Oz highlighted how wired we are for social life, noting the brain’s role in reading and reacting to faces. “We wouldn’t waste that brain power if it wasn’t important,” he said. “We’re supposed to be social. We’re supposed to interact with others, so spend time doing that.” The takeaway is practical: prioritize relationships as part of daily health maintenance, not as an elective luxury.
He also warned that some health practices can backfire socially. Dieting, for instance, can isolate people if it replaces shared meals and celebrations. “We celebrate around food,” he said, adding that people can stay socially connected while also maintaining healthy habits. Finding ways to include others while you favor healthier choices is both sustainable and kinder to your mental state.
“Do the things that bring you an inner sense of calm so you can sleep at night,” he said. “That all comes along with being social.” Sleep got heavy emphasis because it’s a foundation for nearly every system in the body. Reducing stress and protecting sleep is not about expensive treatments; it’s about routine and environment that let your body recover each night.
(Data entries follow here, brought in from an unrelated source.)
//! Arena Sim headless runner
//!
//! Plays the simulation with a simple autopilot and logs a run summary.
//!
//! Usage: `arena-sim [CONFIG] [--seed N] [--ticks N]`

use std::path::{Path, PathBuf};
use std::process::ExitCode;

use arena_sim::sim::{GameState, LevelPhase, NullEffects, TickInput, tick};
use arena_sim::{SimConfig, bearing, normalize_angle};
use clap::Parser;

const DEFAULT_TICKS: u64 = 60 * 60 * 5;

/// Headless Arena Sim runner
#[derive(Parser, Debug)]
#[command(name = "arena-sim")]
#[command(about = "Play the arena simulation with an autopilot and print a run summary")]
struct Args {
    /// JSON config file (defaults apply when omitted)
    config: Option<PathBuf>,

    /// Random seed for deterministic runs
    #[arg(long, default_value_t = 12345)]
    seed: u64,

    /// Number of frames to simulate
    #[arg(long, default_value_t = DEFAULT_TICKS)]
    ticks: u64,
}

fn load_config(path: Option<&Path>) -> Result<SimConfig, String> {
    let Some(path) = path else {
        return Ok(SimConfig::default());
    };
    let json = std::fs::read_to_string(path).map_err(|e| format!("reading {}: {e}", path.display()))?;
    SimConfig::from_json(&json).map_err(|e| e.to_string())
}

/// Steer toward the nearest enemy (or the portal) and shoot when lined up
fn autopilot(state: &GameState) -> TickInput {
    let player = &state.player;
    let target = match state.phase {
        LevelPhase::Cleared => state.portal,
        LevelPhase::Playing => state
            .entities
            .bots()
            .iter()
            .filter(|b| b.is_active_enemy())
            .min_by(|a, b| {
                a.pos
                    .distance_squared(player.pos)
                    .total_cmp(&b.pos.distance_squared(player.pos))
            })
            .map(|b| b.pos),
    };
    let Some(target) = target else {
        return TickInput::default();
    };

    let error = normalize_angle(bearing(player.pos, target) - player.angle);
    let aligned = error.abs() < 0.1;
    let distance = player.pos.distance(target);
    TickInput {
        turn: (error * 4.0).clamp(-1.0, 1.0),
        forward: if aligned && (state.phase == LevelPhase::Cleared || distance > 4.0) { 1.0 } else { 0.0 },
        fire: aligned && state.phase == LevelPhase::Playing,
        bomb: state.player.health < 30,
        reload: state.player.weapon().clip == 0,
        ..Default::default()
    }
}

fn main() -> ExitCode {
    env_logger::init();

    let args = Args::parse();
    let result = load_config(args.config.as_deref()).and_then(|config| {
        GameState::new(config, args.seed).map_err(|e| e.to_string())
    });
    let ticks = args.ticks;
    let mut state = match result {
        Ok(state) => state,
        Err(e) => {
            log::error!("{}", e);
            eprintln!("arena-sim: {e}");
            return ExitCode::FAILURE;
        }
    };

    log::info!("Arena Sim (headless) starting: {} ticks", ticks);
    let mut effects = NullEffects;
    for _ in 0..ticks {
        let input = autopilot(&state);
        tick(&mut state, &input, &mut effects);
    }

    log::info!(
        "Run finished: level {} score {} kills {} enemies left {}",
        state.level,
        state.score,
        state.combat.kills,
        state.entities.active_enemies()
    );
    println!(
        "level={} score={} kills={} health={}",
        state.level, state.score, state.combat.kills, state.player.health
    );
    ExitCode::SUCCESS
}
Practical steps for better sleep are low-cost and easy to apply: make your bedroom very dark, keep the temperature cool, and avoid screens in the hour before bed. The presence of a comforting person or even a pet can help lower arousal and improve sleep quality for some people. “Do the things that we know allow us to sleep with more comfort,” he said, and he pushed back on replacing those basics with quick-fix medications. “You can try to spend money on medication, but I’m not aware of any that work as well as the natural sleep hygiene tools.”
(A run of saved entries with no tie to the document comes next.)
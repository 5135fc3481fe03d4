//! Difficulty presets and simulation configuration
//!
//! Level/seed configuration is handed in by the game shell as plain data,
//! optionally loaded from JSON.

use serde::{Deserialize, Serialize};

use crate::consts::*;
use crate::error::ContractViolation;

/// Difficulty levels
#[derive(Debug, Clone, Copy, PartialEq, Eq, Serialize, Deserialize, Default)]
#[serde(rename_all = "SCREAMING_SNAKE_CASE")]
pub enum Difficulty {
    Easy,
    #[default]
    Normal,
    Hard,
    Nightmare,
}

impl Difficulty {
    pub fn as_str(&self) -> &'static str {
        match self {
            Difficulty::Easy => "EASY",
            Difficulty::Normal => "NORMAL",
            Difficulty::Hard => "HARD",
            Difficulty::Nightmare => "NIGHTMARE",
        }
    }

    pub fn from_str(s: &str) -> Option<Self> {
        match s.to_lowercase().as_str() {
            "easy" => Some(Difficulty::Easy),
            "normal" => Some(Difficulty::Normal),
            "hard" => Some(Difficulty::Hard),
            "nightmare" => Some(Difficulty::Nightmare),
            _ => None,
        }
    }

    /// Multiplier applied to enemy damage
    pub fn damage_mult(&self) -> f32 {
        match self {
            Difficulty::Easy => 0.5,
            Difficulty::Normal => 1.0,
            Difficulty::Hard => 1.5,
            Difficulty::Nightmare => 2.5,
        }
    }

    /// Multiplier applied to enemy health
    pub fn health_mult(&self) -> f32 {
        match self {
            Difficulty::Easy => 0.7,
            Difficulty::Normal => 1.0,
            Difficulty::Hard => 1.5,
            Difficulty::Nightmare => 2.0,
        }
    }

    /// Score multiplier (also scales enemy count per level)
    pub fn score_mult(&self) -> f32 {
        match self {
            Difficulty::Easy => 0.5,
            Difficulty::Normal => 1.0,
            Difficulty::Hard => 2.0,
            Difficulty::Nightmare => 4.0,
        }
    }
}

impl std::str::FromStr for Difficulty {
    type Err = ContractViolation;

    fn from_str(s: &str) -> Result<Self, Self::Err> {
        Difficulty::from_str(s).ok_or_else(|| ContractViolation::UnknownDifficulty(s.to_string()))
    }
}

/// Cellular automata parameters
#[derive(Debug, Clone, Copy, PartialEq, Serialize, Deserialize)]
pub struct GeneratorConfig {
    /// Probability a cell starts as wall
    pub wall_chance: f32,
    /// Smoothing passes
    pub iterations: u32,
}

impl Default for GeneratorConfig {
    fn default() -> Self {
        Self {
            wall_chance: DEFAULT_WALL_CHANCE,
            iterations: DEFAULT_SMOOTHING_ITERATIONS,
        }
    }
}

/// Simulation configuration supplied by the game shell
#[derive(Debug, Clone, Serialize, Deserialize)]
#[serde(default)]
pub struct SimConfig {
    /// Side length of the square arena grid
    pub map_size: usize,
    pub difficulty: Difficulty,
    /// First level (1-based)
    pub start_level: u32,
    pub generator: GeneratorConfig,
    /// Spawn a boss when only a handful of enemies remain
    pub boss_reinforcements: bool,
}

impl Default for SimConfig {
    fn default() -> Self {
        Self {
            map_size: DEFAULT_MAP_SIZE,
            difficulty: Difficulty::Normal,
            start_level: 1,
            generator: GeneratorConfig::default(),
            boss_reinforcements: true,
        }
    }
}

impl SimConfig {
    /// Parse and validate a JSON config
    pub fn from_json(json: &str) -> Result<Self, ContractViolation> {
        let config: SimConfig =
            serde_json::from_str(json).map_err(|e| ContractViolation::InvalidConfig(e.to_string()))?;
        config.validate()?;
        log::info!(
            "Loaded config: size={} difficulty={} level={}",
            config.map_size,
            config.difficulty.as_str(),
            config.start_level
        );
        Ok(config)
    }

    /// Serialize to JSON
    pub fn to_json(&self) -> String {
        // Plain data with string keys only; serialization cannot fail
        serde_json::to_string(self).unwrap_or_default()
    }

    /// Check every field against its contract
    pub fn validate(&self) -> Result<(), ContractViolation> {
        if self.map_size < MIN_MAP_SIZE {
            return Err(ContractViolation::MapTooSmall {
                size: self.map_size,
                min: MIN_MAP_SIZE,
            });
        }
        if !(0.0..=1.0).contains(&self.generator.wall_chance) {
            return Err(ContractViolation::InvalidWallChance(self.generator.wall_chance));
        }
        if self.start_level == 0 {
            return Err(ContractViolation::InvalidConfig(
                "start_level is 1-based".to_string(),
            ));
        }
        Ok(())
    }
}

#[cfg(test)]
mod tests {
    use super::*;

    #[test]
    fn test_difficulty_from_str() {
        assert_eq!(Difficulty::from_str("hard"), Some(Difficulty::Hard));
        assert_eq!(Difficulty::from_str("NIGHTMARE"), Some(Difficulty::Nightmare));
        assert_eq!(Difficulty::from_str("insane"), None);
        assert_eq!(Difficulty::from_str("med"), None);
        assert!("insane".parse::<Difficulty>().is_err());
    }

    #[test]
    fn test_config_from_json_partial() {
        let config = SimConfig::from_json(r#"{"map_size": 30, "difficulty": "HARD"}"#).unwrap();
        assert_eq!(config.map_size, 30);
        assert_eq!(config.difficulty, Difficulty::Hard);
        assert_eq!(config.start_level, 1);
        assert_eq!(config.generator, GeneratorConfig::default());
    }

    #[test]
    fn test_config_rejects_tiny_map() {
        let err = SimConfig::from_json(r#"{"map_size": 2}"#).unwrap_err();
        assert_eq!(err, ContractViolation::MapTooSmall { size: 2, min: MIN_MAP_SIZE });
    }

    #[test]
    fn test_config_rejects_bad_json() {
        assert!(matches!(
            SimConfig::from_json("{not json"),
            Err(ContractViolation::InvalidConfig(_))
        ));
    }
}
impl Player {
    pub fn new(pos: Vec2, angle: f32) -> Self {
        let weapons = WeaponType::ALL
            .iter()
            .map(|&w| WeaponState::fresh(w, w == WeaponType::Pistol))
            .collect();
        Self {
            pos,
            angle,
            pitch: 0.0,
            health: PLAYER_HEALTH,
            max_health: PLAYER_HEALTH,
            alive: true,
            weapons,
            current_weapon: WeaponType::Pistol,
            shoot_cooldown: 0,
            shield_active: false,
            shield_timer: SHIELD_MAX_DURATION,
            shield_recharge_delay: 0,
            dash_active: false,
            dash_timer: 0,
            dash_cooldown: 0,
            stamina: STAMINA_MAX,
            bombs: BOMBS_START,
            bomb_cooldown: 0,
            secondary_cooldown: 0,
            zoomed: false,
            god_mode: false,
            invincibility_timer: 0,
            respawn_timer: 0,
            spawn_pos: pos,
            spawn_angle: angle,
            damage_mult: 1.0,
            aoe_radius_mult: 1.0,
        }
    }

    pub fn weapon(&self) -> &WeaponState {
        &self.weapons[self.current_weapon.index()]
    }

    pub fn weapon_mut(&mut self) -> &mut WeaponState {
        let idx = self.current_weapon.index();
        &mut self.weapons[idx]
    }

    /// Apply incoming damage. Returns whether it landed.
    pub fn take_damage(&mut self, amount: i32) -> bool {
        if !self.alive || self.god_mode || self.shield_active || self.invincibility_timer > 0 {
            return false;
        }
        self.health -= amount;
        if self.health <= 0 {
            self.health = 0;
            self.alive = false;
            self.shield_active = false;
            self.respawn_timer = RESPAWN_DELAY_FRAMES;
            log::info!("Player died");
        }
        true
    }

    pub fn respawn(&mut self) {
        self.pos = self.spawn_pos;
        self.angle = self.spawn_angle;
        self.health = self.max_health;
        self.alive = true;
        self.shield_active = false;
        self.dash_active = false;
        self.invincibility_timer = INVINCIBILITY_FRAMES;
        log::info!("Player respawned at ({:.1}, {:.1})", self.pos.x, self.pos.y);
    }

    /// Consume ammo (or heat) for one trigger pull. Returns whether a shot fires.
    pub fn shoot(&mut self) -> bool {
        if !self.alive || self.shoot_cooldown > 0 {
            return false;
        }
        let spec = self.current_weapon.spec();
        let state = self.weapon_mut();
        if state.reloading || state.overheated {
            return false;
        }

        if spec.spin_up > 0 && state.spin < spec.spin_up {
            state.spin = (state.spin + 2).min(spec.spin_up);
            return false;
        }

        if let Some(heat) = spec.heat {
            state.heat += heat.per_shot;
            if state.heat >= heat.max {
                state.overheated = true;
                state.overheat_timer = heat.penalty;
            }
        } else {
            if state.clip == 0 {
                self.reload();
                return false;
            }
            state.clip -= 1;
            if state.clip == 0 {
                self.reload();
            }
        }

        if spec.spin_up > 0 {
            // Keep the barrel spinning while the trigger is held
            let state = self.weapon_mut();
            state.spin = (state.spin + 2).min(spec.spin_up);
        }

        self.shoot_cooldown = spec.cooldown;
        true
    }

    /// Start reloading the current weapon
    pub fn reload(&mut self) -> bool {
        let spec = self.current_weapon.spec();
        let state = self.weapon_mut();
        if spec.heat.is_some()
            || state.reloading
            || state.clip >= spec.clip_size
            || state.reserve == 0
        {
            return false;
        }
        state.reloading = true;
        state.reload_timer = spec.reload_time;
        true
    }

    pub fn switch_weapon(&mut self, weapon: WeaponType) -> bool {
        if !self.weapons[weapon.index()].owned || weapon == self.current_weapon {
            return false;
        }
        self.current_weapon = weapon;
        self.zoomed = false;
        log::debug!("Switched to {}", weapon.as_str());
        true
    }

    /// Trigger the area bomb. Also raises the shield.
    pub fn activate_bomb(&mut self) -> bool {
        if !self.alive || self.bomb_cooldown > 0 || self.bombs == 0 {
            return false;
        }
        self.bombs -= 1;
        self.bomb_cooldown = BOMB_COOLDOWN;
        if self.shield_timer > 0 {
            self.shield_active = true;
        }
        true
    }

    /// Start the secondary-fire cooldown if it is ready
    pub fn fire_secondary(&mut self) -> bool {
        if !self.alive || self.secondary_cooldown > 0 {
            return false;
        }
        self.secondary_cooldown = SECONDARY_COOLDOWN;
        true
    }

    pub fn set_shield(&mut self, active: bool) {
        if active {
            if !self.shield_active && self.alive && self.shield_recharge_delay == 0 && self.shield_timer > 0 {
                self.shield_active = true;
            }
        } else if self.shield_active {
            self.shield_active = false;
            self.shield_recharge_delay = SHIELD_COOLDOWN_NORMAL;
        }
    }

    pub fn dash(&mut self) -> bool {
        if !self.alive || self.dash_cooldown > 0 || self.stamina < DASH_STAMINA_COST {
            return false;
        }
        self.stamina -= DASH_STAMINA_COST;
        self.dash_active = true;
        self.dash_timer = DASH_DURATION;
        self.dash_cooldown = DASH_COOLDOWN;
        true
    }

    /// Move with per-axis wall sliding
    pub fn try_move(&mut self, delta: Vec2, map: &GameMap) {
        if !self.alive {
            return;
        }
        let delta = if self.dash_active { delta * DASH_SPEED_MULT } else { delta };
        let nx = self.pos.x + delta.x;
        if !map.is_wall(nx, self.pos.y) {
            self.pos.x = nx;
        }
        let ny = self.pos.y + delta.y;
        if !map.is_wall(self.pos.x, ny) {
            self.pos.y = ny;
        }
    }

    pub fn apply_pickup(&mut self, effect: PickupEffect) -> bool {
        match effect {
            PickupEffect::Health(amount) => {
                if self.health >= self.max_health {
                    return false;
                }
                self.health = (self.health + amount).min(self.max_health);
            }
            PickupEffect::Ammo => {
                let spec = self.current_weapon.spec();
                if spec.heat.is_some() {
                    return false;
                }
                self.weapon_mut().reserve += spec.clip_size * 2;
            }
            PickupEffect::Bomb => self.bombs += 1,
            PickupEffect::Weapon(weapon) => {
                let spec = weapon.spec();
                let state = &mut self.weapons[weapon.index()];
                if state.owned {
                    state.reserve += spec.ammo;
                } else {
                    *state = WeaponState::fresh(weapon, true);
                    self.current_weapon = weapon;
                }
            }
        }
        true
    }

    /// Advance all timers by one frame
    pub fn update(&mut self) {
        if !self.alive {
            self.respawn_timer = self.respawn_timer.saturating_sub(1);
            if self.respawn_timer == 0 {
                self.respawn();
            }
            return;
        }

        self.shoot_cooldown = self.shoot_cooldown.saturating_sub(1);
        self.invincibility_timer = self.invincibility_timer.saturating_sub(1);
        self.bomb_cooldown = self.bomb_cooldown.saturating_sub(1);
        self.secondary_cooldown = self.secondary_cooldown.saturating_sub(1);

        for (weapon, state) in WeaponType::ALL.iter().zip(self.weapons.iter_mut()) {
            state.update(&weapon.spec());
        }

        if self.shield_active {
            self.shield_timer = self.shield_timer.saturating_sub(1);
            if self.shield_timer == 0 {
                self.shield_active = false;
                self.shield_recharge_delay = SHIELD_COOLDOWN_DEPLETED;
            }
        } else if self.shield_recharge_delay > 0 {
            self.shield_recharge_delay -= 1;
        } else if self.shield_timer < SHIELD_MAX_DURATION {
            self.shield_timer += 1;
        }

        if self.dash_active {
            self.dash_timer = self.dash_timer.saturating_sub(1);
            if self.dash_timer == 0 {
                self.dash_active = false;
            }
        } else {
            self.stamina = (self.stamina + STAMINA_REGEN).min(STAMINA_MAX);
        }
        self.dash_cooldown = self.dash_cooldown.saturating_sub(1);
    }
}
When it comes to food, Oz kept the advice blunt and clear: favor unprocessed, plant-forward choices. “Eat real food that comes out of the ground,” he recommended. “These wholesome, real foods are what your brain is looking for,” he said. “It’s looking for nutrients, not calories.” That shift reframes eating away from restrictive counting and toward giving the body what it truly needs.
“Nuts, which are baby trees, basically, have tons of nutrients,” he said. “Yeah, they’ve got calories, but they’ve got so many nutrients in them that it’s without question one of the wise things you can do to make your brain healthy.
“If your brain’s healthy, it’ll stop feeding your mouth.” That image—your brain calling the shots rather than your cravings—captures his point: nutrient-dense choices help regulate appetite and support cognitive health. The combination of social life, solid sleep, and real food creates an upward loop: better sleep improves mood and decision-making, social contact reduces stress, and nutrient-rich eating feeds the brain so it can help you make smarter choices without relying on expensive interventions.